La peste nel ‘600 fu un evento catastrofico che interessò l’Italia e non solo nel XVII secolo. Come al solito dare dei numeri precisi di tali eventi è molto difficoltoso, soprattutto per la scarsità di resoconti precisi e veritieri sull’evento.
La città protagonista di oggi è Firenze, che su una popolazione di 76.000 persone ne perse circa 9.000. La città aveva subito una grande batosta. Ma facciamo un passo indietro. Nel 1559 Cosimo de Medici divenne granduca di Toscana. In quel frangente era però impopolare e doveva fare qualcosa di apprezzato per entrare nel cuore della gente.
Cosimo puntò al cuore della gente, anzi, forse meglio dire al fegato. Consentì la vendita del vino prodotto nelle fattorie all’interno delle case private. Questo voleva dire due cose: in primis vendere il vino a prezzo al dettaglio e non all’ingrosso, e, soprattutto, non si dover pagare le tasse sulla vendita.
L’idea funzionò alla grande. Le cantine private erano frequentatissime e la gente le apprezzava, e apprezzava Cosimo. Quando però sopraggiunse la peste il problema della quarantena e del contatto fisico divenne preponderante, il vino rischiava di passare in secondo piano.
Nel 1629, anno di arrivo dell’epidemia, la vendita nelle cantine private fu vietata.
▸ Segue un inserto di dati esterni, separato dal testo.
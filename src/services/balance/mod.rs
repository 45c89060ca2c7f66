//! The balance aggregation engine.
//!
//! One pass per request: resolve the network, read raw token state and USD
//! quotes concurrently, then merge into validated balance records. Output
//! order always equals the registry's token declaration order, regardless of
//! how the underlying calls complete.
//!
//! Failure policy: an unknown network or malformed wallet address is the
//! caller's error; a failed token read or price lookup only degrades the
//! result (fewer records, zero USD values). On-chain balances are worth
//! serving partially; prices are cosmetic.

use std::{collections::HashMap, sync::Arc};

use alloy::primitives::{utils::format_units, U256};
use log::{info, warn};

use crate::{
    models::{BalanceError, TokenBalanceRecord},
    repositories::NetworkRegistry,
    services::{ProviderError, TokenPriceService, TokenStateReader},
    utils::round_to_cents,
};

pub struct BalanceService<R, P> {
    registry: Arc<NetworkRegistry>,
    reader: R,
    price: P,
}

impl<R: TokenStateReader, P: TokenPriceService> BalanceService<R, P> {
    pub fn new(registry: Arc<NetworkRegistry>, reader: R, price: P) -> Self {
        Self {
            registry,
            reader,
            price,
        }
    }

    /// Returns every tracked token the wallet holds a non-zero balance of,
    /// in registry order, with best-effort USD values.
    pub async fn get_token_balances(
        &self,
        network_key: &str,
        wallet_address: &str,
    ) -> Result<Vec<TokenBalanceRecord>, BalanceError> {
        let wallet = wallet_address
            .parse()
            .map_err(|_| BalanceError::InvalidAddress(wallet_address.to_string()))?;

        let network = self
            .registry
            .resolve(network_key)
            .ok_or_else(|| BalanceError::NetworkNotFound(network_key.to_string()))?;

        info!(
            "Fetching balances for address {} on {}",
            wallet, network.name
        );

        if network.tokens.is_empty() {
            return Ok(Vec::new());
        }

        let addresses: Vec<_> = network.tokens.iter().map(|t| t.address).collect();
        let platform = network.name.to_lowercase();

        let (states, prices) = tokio::join!(
            self.reader
                .read_token_states(&network.rpc_url, &wallet, &network.tokens),
            self.price.usd_prices(&platform, &addresses),
        );

        let states = states?;
        let prices = prices.unwrap_or_else(|e| {
            warn!("Price lookup failed, USD values degrade to 0: {}", e);
            HashMap::new()
        });

        let mut records = Vec::with_capacity(network.tokens.len());
        for (token, state) in network.tokens.iter().zip(states) {
            let state = match state {
                Ok(state) => state,
                Err(e) => {
                    warn!("Skipping token {}: {}", token.address, e);
                    continue;
                }
            };

            // A zero raw balance is exactly a zero display balance; no
            // decimal scaling can change that.
            if state.balance.is_zero() {
                continue;
            }

            let price = prices.get(&token.address).copied().unwrap_or(0.0);
            let balance_usd = match usd_value(state.balance, state.decimals, price) {
                Ok(value) => value,
                Err(e) => {
                    warn!("Skipping token {}: {}", token.address, e);
                    continue;
                }
            };

            match TokenBalanceRecord::new(
                &token.address,
                state.name,
                state.symbol,
                state.decimals,
                state.balance,
                balance_usd,
            ) {
                Ok(record) => records.push(record),
                Err(e) => warn!("Dropping record for token {}: {}", token.address, e),
            }
        }

        Ok(records)
    }
}

/// USD value of a raw amount. The raw integer is scaled through exact
/// decimal-string formatting; only the final cosmetic multiply is floating
/// point.
fn usd_value(balance: U256, decimals: u8, price: f64) -> Result<f64, ProviderError> {
    let formatted = format_units(balance, decimals)
        .map_err(|e| ProviderError::ContractData(format!("unscalable amount: {}", e)))?;
    let human: f64 = formatted
        .parse()
        .map_err(|e| ProviderError::ContractData(format!("unparsable amount: {}", e)))?;
    Ok(round_to_cents(human * price))
}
Gli amanti del vino furono però subito indignati, volevano il loro vino. L’idea geniale fu quella di creare delle “buchette di vino“, ovvero delle finestrelle nelle cantine dalle quali continuare a vendere il vino. Un’apertura alta 12 pollici e larga 8 aiutò i fiorentini a mantenere costante il loro consumo di alcool ed i venditori a vendere e guadagnare come in precedenza.
Se dunque la quarantena è stata un’idea veneziana sempre in seguito alla peste, le misure di sicurezza e del contenimento del contagio le ritroviamo in questa geniale trovata della toscana rinascimentale. Un bicchiere di vino al giorno tolse la peste di torno, e vissero tutti ebbri e contenti.